The problem (during and after ratification) will boil down to a reasonable
use of possibilities afforded by the new treaty and the elaboration of a
rational and legally formalised programme of the development of the national
strategic nuclear forces. The thing is that the system of making strategic
decisions, including those bearing on the strategic nuclear forces, remains
moot. The presidential decree of 1998, which stipulated a balanced composition
of the strategic nuclear forces that would fit START-2 provisions, has not been
cancelled. In August 2000 the Russian Security Council approved a programme
which the media have criticised for the absence of any operational-strategic and
technical-economic substance.
That programme stipulated an accelerated reduction of ground-based ICBMs. It
was adopted to ensure the enforcement of START-2 and preserve the 1972 ABM
Treaty though specialists knew than neither had a future. When the USA withdrew
from the ABM treaty, the leadership of the Russian General Staff announced the
prolongation of the service life of MIRVed ICBMs, thus admitting gross strategic
mistakes made in the past. The question is, on the basis of which decisions,
resolutions or decrees should the Russian strategic nuclear forces develop
today? How should these decisions be substantiated? The law on the ratification
of the strategic offensive reductions treaty could provide the answer.

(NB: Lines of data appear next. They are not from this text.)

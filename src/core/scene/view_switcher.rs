//=========================================================================
// View Switcher
//=========================================================================
//
// Owns the currently mounted cloud scene, if any, and is the only place
// scenes are created and destroyed.
//
// Mounting always tears the previous scene down first. A scene is never
// reused across mounts: its points, notes and elements belong together.
//
//=========================================================================

//=== External Dependencies ===============================================

use log::{debug, info, warn};

//=== Internal Dependencies ===============================================

use super::CloudScene;
use crate::core::config::CloudConfig;
use crate::core::input::InputSender;
use crate::core::note::{Note, NoteLoadError};
use crate::core::scheduler::{FrameRequest, FrameScheduler, FrameStep};
use crate::core::surface::SceneSurface;

//=== ViewSwitcher ========================================================

/// Mount/teardown entry points used by a host's theme selection.
pub struct ViewSwitcher<S: SceneSurface, F: FrameScheduler> {
    config: CloudConfig,
    scene: Option<CloudScene<S, F>>,
}

impl<S: SceneSurface, F: FrameScheduler> ViewSwitcher<S, F> {
    //--- Construction -----------------------------------------------------

    pub fn new(config: CloudConfig) -> Self {
        Self {
            config,
            scene: None,
        }
    }

    pub fn config(&self) -> &CloudConfig {
        &self.config
    }

    //--- Mounting ---------------------------------------------------------

    /// Builds the point elements for `notes` and starts the engine.
    ///
    /// A missing mount point short-circuits: nothing is built, nothing is
    /// scheduled. An empty list shows the empty-state message instead.
    /// Returns `true` if a scene is now running.
    pub fn mount(&mut self, surface: Option<S>, frames: F, notes: Vec<Note>) -> bool {
        self.teardown();

        let Some(mut surface) = surface else {
            debug!(target: "cloud", "No mount point, cloud view skipped");
            return false;
        };

        if notes.is_empty() {
            surface.show_empty(&self.config.empty_message);
            return false;
        }

        match CloudScene::create(surface, frames, notes, &self.config) {
            Some(mut scene) => {
                scene.start();
                self.scene = Some(scene);
                true
            }
            None => false,
        }
    }

    /// Like [`ViewSwitcher::mount`], treating a load failure as "no data".
    pub fn mount_loaded(
        &mut self,
        surface: Option<S>,
        frames: F,
        notes: Result<Vec<Note>, NoteLoadError>,
    ) -> bool {
        match notes {
            Ok(notes) => self.mount(surface, frames, notes),
            Err(e) => {
                warn!(target: "cloud", "{}", e);
                self.teardown();
                if let Some(mut surface) = surface {
                    surface.show_empty(&self.config.failure_message);
                }
                false
            }
        }
    }

    /// Stops and discards the mounted scene. Safe to call when unmounted.
    pub fn teardown(&mut self) {
        if let Some(scene) = self.scene.take() {
            info!(target: "cloud", "Tearing down cloud view");
            scene.dispose();
        }
    }

    //--- Frame Entry ------------------------------------------------------

    /// Routes a fired frame request to the mounted scene.
    pub fn on_frame(&mut self, request: FrameRequest) -> FrameStep {
        match self.scene.as_mut() {
            Some(scene) => scene.on_frame(request),
            None => FrameStep::Stale,
        }
    }

    /// Applies queued input to the mounted scene outside a frame.
    pub fn pump_input(&mut self) {
        if let Some(scene) = self.scene.as_mut() {
            scene.pump_input();
        }
    }

    //--- Query ------------------------------------------------------------

    pub fn is_mounted(&self) -> bool {
        self.scene.is_some()
    }

    pub fn scene(&self) -> Option<&CloudScene<S, F>> {
        self.scene.as_ref()
    }

    pub fn scene_mut(&mut self) -> Option<&mut CloudScene<S, F>> {
        self.scene.as_mut()
    }

    /// Input handle for the mounted scene.
    pub fn input_sender(&self) -> Option<InputSender> {
        self.scene.as_ref().map(CloudScene::input_sender)
    }
}

impl<S: SceneSurface, F: FrameScheduler> Drop for ViewSwitcher<S, F> {
    fn drop(&mut self) {
        self.teardown();
    }
}

//=========================================================================
// Unit Tests
//=========================================================================

#[cfg(test)]
mod tests {
    use super::*;
    use crate::core::config::{DEFAULT_EMPTY_MESSAGE, DEFAULT_FAILURE_MESSAGE};
    use crate::core::input::InputEvent;
    use crate::core::note::parse_notes;
    use crate::core::test_support::{RecordingSurface, SpyFrames};

    //--- Test Helpers -----------------------------------------------------

    fn notes(count: usize) -> Vec<Note> {
        (0..count)
            .map(|i| Note::new(format!("n{}", i), "2024-05-05T05:05:05"))
            .collect()
    }

    fn switcher() -> ViewSwitcher<RecordingSurface, SpyFrames> {
        ViewSwitcher::new(CloudConfig::default())
    }

    //=====================================================================
    // Mount
    //=====================================================================

    #[test]
    fn mount_starts_scene() {
        let mut views = switcher();
        let frames = SpyFrames::new();

        assert!(views.mount(Some(RecordingSurface::new()), frames.clone(), notes(3)));
        assert!(views.is_mounted());
        assert_eq!(frames.log().requested.len(), 1);
    }

    #[test]
    fn zero_notes_never_schedule() {
        let mut views = switcher();
        let frames = SpyFrames::new();
        let surface = RecordingSurface::new();

        assert!(!views.mount(Some(surface.clone()), frames.clone(), Vec::new()));
        assert!(!views.is_mounted());
        assert!(frames.log().requested.is_empty());
        assert_eq!(surface.log().empty.as_deref(), Some(DEFAULT_EMPTY_MESSAGE));
    }

    #[test]
    fn missing_mount_point_short_circuits() {
        let mut views = switcher();
        let frames = SpyFrames::new();

        assert!(!views.mount(None, frames.clone(), notes(4)));
        assert!(frames.log().requested.is_empty());
        assert!(views.input_sender().is_none());
    }

    #[test]
    fn load_failure_shows_failure_message() {
        let mut views = switcher();
        let surface = RecordingSurface::new();
        let frames = SpyFrames::new();

        let loaded = parse_notes("not json");
        assert!(!views.mount_loaded(Some(surface.clone()), frames.clone(), loaded));
        assert_eq!(surface.log().empty.as_deref(), Some(DEFAULT_FAILURE_MESSAGE));
        assert!(frames.log().requested.is_empty());
    }

    //=====================================================================
    // Teardown
    //=====================================================================

    #[test]
    fn teardown_when_unmounted_is_noop() {
        let mut views = switcher();
        views.teardown();
        views.teardown();
        assert!(!views.is_mounted());
    }

    #[test]
    fn remount_leaks_no_callback_from_previous_scene() {
        let mut views = switcher();
        let frames = SpyFrames::new();
        let first_surface = RecordingSurface::new();

        views.mount(Some(first_surface.clone()), frames.clone(), notes(3));
        for request in frames.take_outstanding() {
            views.on_frame(request);
        }
        let old_pending = views.scene().unwrap().pending_frame().unwrap();
        let old_writes = first_surface.log().writes;

        views.teardown();
        let second_surface = RecordingSurface::new();
        views.mount(Some(second_surface.clone()), frames.clone(), notes(5));

        // The old request was cancelled, never left outstanding
        assert!(frames.log().cancelled.contains(&old_pending));
        let outstanding = frames.log().outstanding();
        assert_eq!(outstanding.len(), 1);
        assert_ne!(outstanding[0], old_pending);

        // Even a host that fires it anyway reaches nothing
        assert_eq!(views.on_frame(old_pending), FrameStep::Stale);

        for request in frames.take_outstanding() {
            assert_eq!(views.on_frame(request), FrameStep::Tick);
        }
        assert_eq!(first_surface.log().writes, old_writes);
        assert_eq!(second_surface.log().built.len(), 5);
        assert_eq!(views.scene().unwrap().len(), 5);
    }

    #[test]
    fn mount_replaces_previous_scene() {
        let mut views = switcher();
        let frames = SpyFrames::new();
        let first = RecordingSurface::new();

        views.mount(Some(first.clone()), frames.clone(), notes(2));
        views.mount(Some(RecordingSurface::new()), frames.clone(), notes(7));

        assert_eq!(first.log().cleared, 1);
        assert_eq!(views.scene().unwrap().len(), 7);
        assert_eq!(frames.log().outstanding().len(), 1);
    }

    #[test]
    fn stale_sender_after_teardown_is_harmless() {
        let mut views = switcher();
        views.mount(Some(RecordingSurface::new()), SpyFrames::new(), notes(2));
        let sender = views.input_sender().unwrap();

        views.teardown();
        assert!(!sender.send(InputEvent::PointSelected(0)));
    }

    #[test]
    fn pumped_selection_needs_no_frame() {
        let mut views = switcher();
        let frames = SpyFrames::new();
        views.mount(Some(RecordingSurface::new()), frames.clone(), notes(3));
        let sender = views.input_sender().unwrap();

        sender.send(InputEvent::PointSelected(2));
        views.pump_input();

        assert_eq!(views.scene().unwrap().focused(), Some(2));
        assert_eq!(frames.log().fired.len(), 0);
    }

    #[test]
    fn pump_without_scene_is_noop() {
        let mut views = switcher();
        views.pump_input();
        assert!(!views.is_mounted());
    }

    #[test]
    fn frame_without_scene_is_stale() {
        let mut views = switcher();
        assert_eq!(views.on_frame(FrameRequest(1)), FrameStep::Stale);
    }
}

To ensure reliable deterrence of the potential adversary, Russia needs a
transparent programme of the development of its strategic nuclear forces that
would be adequate to the arising situation. The US nuclear policy and programmes
could provide an example in this sense because the USA always knows the number
and characteristics of ICBMs, missile submarines, SLBMs and strategic bombers it
would have. The nuclear programmes of Britain and France are also transparent.
Of the official members of the nuclear club, only Russia and China keep their
nuclear programmes secret. So, the question is: Are we moving east or west?

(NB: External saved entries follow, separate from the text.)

//=========================================================================
// Animation Scheduler
//=========================================================================
//
// Frame-callback abstraction and the per-scene animation handle.
//
// Lifecycle:
//   Animator::start() ──request──> host ──callback(req)──> accept(req)
//        ▲                                                     │
//        └──────────────── reschedule() ◄──── tick (unless paused)
//
//   stop() cancels the pending request; later callbacks are stale.
//
// Pausing skips the compute step but keeps the request chain alive, so
// resume takes effect on the next frame.
//
//=========================================================================

//=== External Dependencies ===============================================

use log::{debug, trace};

//=== FrameRequest ========================================================

/// Identity of one scheduled frame callback.
#[derive(Debug, Clone, Copy, PartialEq, Eq, Hash)]
pub struct FrameRequest(pub u64);

//=== FrameScheduler Trait ================================================

/// Host frame-callback facility (`requestAnimationFrame`, winit redraw).
///
/// The host later invokes the scene's frame entry point with the request
/// it returned.
pub trait FrameScheduler {
    /// Schedules one callback for the next frame.
    ///
    /// Returns `None` if the facility is unavailable. The scene then stays
    /// on its static first frame.
    fn request_frame(&mut self) -> Option<FrameRequest>;

    /// Cancels a previously scheduled callback.
    fn cancel_frame(&mut self, request: FrameRequest);
}

//=== FrameStep ===========================================================

/// What a frame callback should do.
#[derive(Debug, Clone, Copy, PartialEq, Eq)]
pub enum FrameStep {
    /// Run the full tick, then reschedule.
    Tick,
    /// Skip the compute step, then reschedule.
    Paused,
    /// Not our pending request. Do nothing.
    Stale,
}

//=== AnimatorState =======================================================

#[derive(Debug, Clone, Copy, PartialEq, Eq)]
enum AnimatorState {
    Idle,
    Running,
    Stopped,
}

//=== Animator ============================================================

/// Per-scene animation handle: pending request plus pause flag.
#[derive(Debug)]
pub struct Animator {
    state: AnimatorState,
    pending: Option<FrameRequest>,
    paused: bool,
}

impl Animator {
    //--- Construction -----------------------------------------------------

    pub fn new() -> Self {
        Self {
            state: AnimatorState::Idle,
            pending: None,
            paused: false,
        }
    }

    //--- Lifecycle --------------------------------------------------------

    /// Begins the request chain. Has no effect once started or stopped.
    pub fn start<F: FrameScheduler>(&mut self, frames: &mut F) {
        if self.state != AnimatorState::Idle {
            debug!(target: "cloud", "Animator start ignored in state {:?}", self.state);
            return;
        }
        self.state = AnimatorState::Running;
        self.reschedule(frames);
    }

    /// Classifies an incoming callback and consumes the pending request.
    pub fn accept(&mut self, request: FrameRequest) -> FrameStep {
        if self.state != AnimatorState::Running || self.pending != Some(request) {
            trace!(target: "cloud", "Ignoring stale frame {:?}", request);
            return FrameStep::Stale;
        }
        self.pending = None;

        if self.paused {
            FrameStep::Paused
        } else {
            FrameStep::Tick
        }
    }

    /// Requests the next frame while running.
    pub fn reschedule<F: FrameScheduler>(&mut self, frames: &mut F) {
        if self.state != AnimatorState::Running || self.pending.is_some() {
            return;
        }
        self.pending = frames.request_frame();
        if self.pending.is_none() {
            debug!(target: "cloud", "Frame facility unavailable, animation halted");
        }
    }

    /// Permanently cancels the request chain. Idempotent.
    pub fn stop<F: FrameScheduler>(&mut self, frames: &mut F) {
        if self.state == AnimatorState::Stopped {
            return;
        }
        if let Some(request) = self.pending.take() {
            frames.cancel_frame(request);
        }
        self.state = AnimatorState::Stopped;
        debug!(target: "cloud", "Animator stopped");
    }

    //--- Pause Control ----------------------------------------------------

    pub fn pause(&mut self) {
        self.paused = true;
    }

    pub fn resume(&mut self) {
        self.paused = false;
    }

    //--- Query ------------------------------------------------------------

    pub fn is_paused(&self) -> bool {
        self.paused
    }

    pub fn is_running(&self) -> bool {
        self.state == AnimatorState::Running
    }

    pub fn is_stopped(&self) -> bool {
        self.state == AnimatorState::Stopped
    }

    pub fn pending(&self) -> Option<FrameRequest> {
        self.pending
    }
}

impl Default for Animator {
    fn default() -> Self {
        Self::new()
    }
}

//=========================================================================
// Unit Tests
//=========================================================================

#[cfg(test)]
mod tests {
    use super::*;
    use crate::core::test_support::SpyFrames;

    #[test]
    fn start_requests_one_frame() {
        let mut frames = SpyFrames::new();
        let mut animator = Animator::new();

        animator.start(&mut frames);

        assert!(animator.is_running());
        assert_eq!(frames.log().requested.len(), 1);
        assert_eq!(animator.pending(), frames.log().requested.first().copied());
    }

    #[test]
    fn start_twice_does_not_double_schedule() {
        let mut frames = SpyFrames::new();
        let mut animator = Animator::new();

        animator.start(&mut frames);
        animator.start(&mut frames);

        assert_eq!(frames.log().requested.len(), 1);
    }

    #[test]
    fn accept_matches_pending_request_only() {
        let mut frames = SpyFrames::new();
        let mut animator = Animator::new();
        animator.start(&mut frames);
        let request = animator.pending().unwrap();

        assert_eq!(animator.accept(FrameRequest(request.0 + 99)), FrameStep::Stale);
        assert_eq!(animator.accept(request), FrameStep::Tick);
        assert_eq!(animator.accept(request), FrameStep::Stale, "consumed");
    }

    #[test]
    fn paused_frames_keep_heartbeat() {
        let mut frames = SpyFrames::new();
        let mut animator = Animator::new();
        animator.start(&mut frames);
        animator.pause();

        let request = animator.pending().unwrap();
        assert_eq!(animator.accept(request), FrameStep::Paused);
        animator.reschedule(&mut frames);
        assert_eq!(frames.log().requested.len(), 2);

        animator.resume();
        let request = animator.pending().unwrap();
        assert_eq!(animator.accept(request), FrameStep::Tick);
    }

    #[test]
    fn stop_cancels_pending_and_is_idempotent() {
        let mut frames = SpyFrames::new();
        let mut animator = Animator::new();
        animator.start(&mut frames);
        let request = animator.pending().unwrap();

        animator.stop(&mut frames);
        animator.stop(&mut frames);

        assert!(animator.is_stopped());
        assert_eq!(frames.log().cancelled, vec![request]);
        assert_eq!(animator.accept(request), FrameStep::Stale);
    }

    #[test]
    fn stop_before_start_is_noop() {
        let mut frames = SpyFrames::new();
        let mut animator = Animator::new();
        animator.stop(&mut frames);

        assert!(frames.log().cancelled.is_empty());
        animator.start(&mut frames);
        assert!(frames.log().requested.is_empty(), "stopped animator never restarts");
    }

    #[test]
    fn reschedule_after_stop_is_noop() {
        let mut frames = SpyFrames::new();
        let mut animator = Animator::new();
        animator.start(&mut frames);
        animator.stop(&mut frames);
        animator.reschedule(&mut frames);

        assert_eq!(frames.log().requested.len(), 1);
    }

    #[test]
    fn unavailable_facility_halts_quietly() {
        let mut frames = SpyFrames::unavailable();
        let mut animator = Animator::new();
        animator.start(&mut frames);

        assert!(animator.is_running());
        assert_eq!(animator.pending(), None);
    }
}
//=========================================================================
// Preview Surface
//
// `SceneSurface` for the native window. The window has no text renderer,
// so the surface keeps the projected frame for logging, reports the
// front-most note, and shows the focused note in the title bar.
//
//=========================================================================

//=== Standard Library Imports ============================================
use std::sync::Arc;

//=== External Crates =====================================================
use chrono::Local;
use log::{debug, info, trace};
use winit::window::Window;

//=== Internal Modules ====================================================
use crate::core::markup::plain_text;
use crate::core::note::{format_time, Note, NoteDetail};
use crate::core::projection::VisualState;
use crate::core::surface::{fit_radius, SceneSurface};

//=== Constants ===========================================================

const BASE_TITLE: &str = "Thoughts";

//=== PreviewSurface ======================================================

pub(crate) struct PreviewSurface {
    window: Arc<Window>,
    labels: Vec<String>,
    frame: Vec<Option<VisualState>>,
}

impl PreviewSurface {
    pub(crate) fn new(window: Arc<Window>) -> Self {
        Self {
            window,
            labels: Vec::new(),
            frame: Vec::new(),
        }
    }

    /// Shows the flat timeline in place of the cloud.
    pub(crate) fn show_timeline(&mut self, notes: &[Note]) {
        let now = Local::now();
        for note in notes {
            info!(
                target: "platform",
                "{}  {}",
                format_time(&note.time, &now),
                plain_text(&note.content)
            );
        }
        self.window
            .set_title(&format!("{} · timeline ({} notes)", BASE_TITLE, notes.len()));
    }

    /// Index of the nearest point in the last written frame.
    pub(crate) fn front_most(&self) -> Option<usize> {
        self.frame
            .iter()
            .enumerate()
            .filter_map(|(i, state)| state.map(|s| (i, s.stack_order)))
            .max_by_key(|&(_, order)| order)
            .map(|(i, _)| i)
    }

    fn size(&self) -> (f64, f64) {
        let size = self.window.inner_size();
        (f64::from(size.width), f64::from(size.height))
    }
}

impl SceneSurface for PreviewSurface {
    fn center(&self) -> (f64, f64) {
        let (w, h) = self.size();
        (w / 2.0, h / 2.0)
    }

    fn radius(&self) -> f64 {
        fit_radius(self.size(), None)
    }

    fn build_points(&mut self, notes: &[Note]) {
        self.labels = notes.iter().map(|n| plain_text(&n.content)).collect();
        self.frame = vec![None; notes.len()];
        self.window.set_title(BASE_TITLE);
        debug!(target: "platform", "Built {} preview points", notes.len());
    }

    fn write_point(&mut self, index: usize, state: &VisualState) {
        if let Some(slot) = self.frame.get_mut(index) {
            *slot = Some(*state);
        }
        if index + 1 == self.frame.len() {
            if let Some(front) = self.front_most() {
                trace!(target: "platform", "Front-most: {}", self.labels[front]);
            }
        }
    }

    fn show_detail(&mut self, detail: &NoteDetail) {
        let label = self.labels.get(detail.index).map(String::as_str).unwrap_or("");
        self.window
            .set_title(&format!("{} · {} · {}", BASE_TITLE, detail.time_label, label));
    }

    fn hide_detail(&mut self) {
        self.window.set_title(BASE_TITLE);
    }

    fn show_empty(&mut self, message: &str) {
        info!(target: "platform", "{}", message);
        self.window.set_title(&format!("{} · {}", BASE_TITLE, message));
    }

    fn clear(&mut self) {
        self.labels.clear();
        self.frame.clear();
        self.window.set_title(BASE_TITLE);
    }
}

The reasons for this closeness of Russia can be explained not only by the
traditional secrecy (which is frequently not just useless but also harmful,
especially in the case of strategic nuclear forces, though their ability to play
the role of detergent should be apparent to everyone). Another reason is the
unwillingness to put the development programme of the strategic nuclear forces
on display and thus make it vulnerable to professional criticism.
Only recently, the programmes of the strategic nuclear forces, orbital groups
and such like were elaborated by expert commissions that consisted of chief
designers, key military specialists and leading scientists. The latest programme
of strategic nuclear forces, approved by the president in 1998, was elaborated
by an expert commission led by Academician Nikolai Laverov, vice-president of
the Russian Academy of Sciences. And the development programme for the orbital
group was elaborated by a similar commission led by Academician Yevgeny Velikhov.
This practice should be resumed, so that the basic provisions of a programme
approved by the president and adjusted to new conditions would be made public.
It would be also expedient to focus our attention back on the ground-based
MIRVed ICBMs and to retarget the bulk of strategic bombers to non-nuclear tasks.
This would enable us not just to maintain a stable nuclear balance but also to
reinforce the weakened general-purpose conventional forces and to keep cruise
missiles in reserve, for potential use in case of unpredictable developments in
the military-political situation, just as the USA plans to do.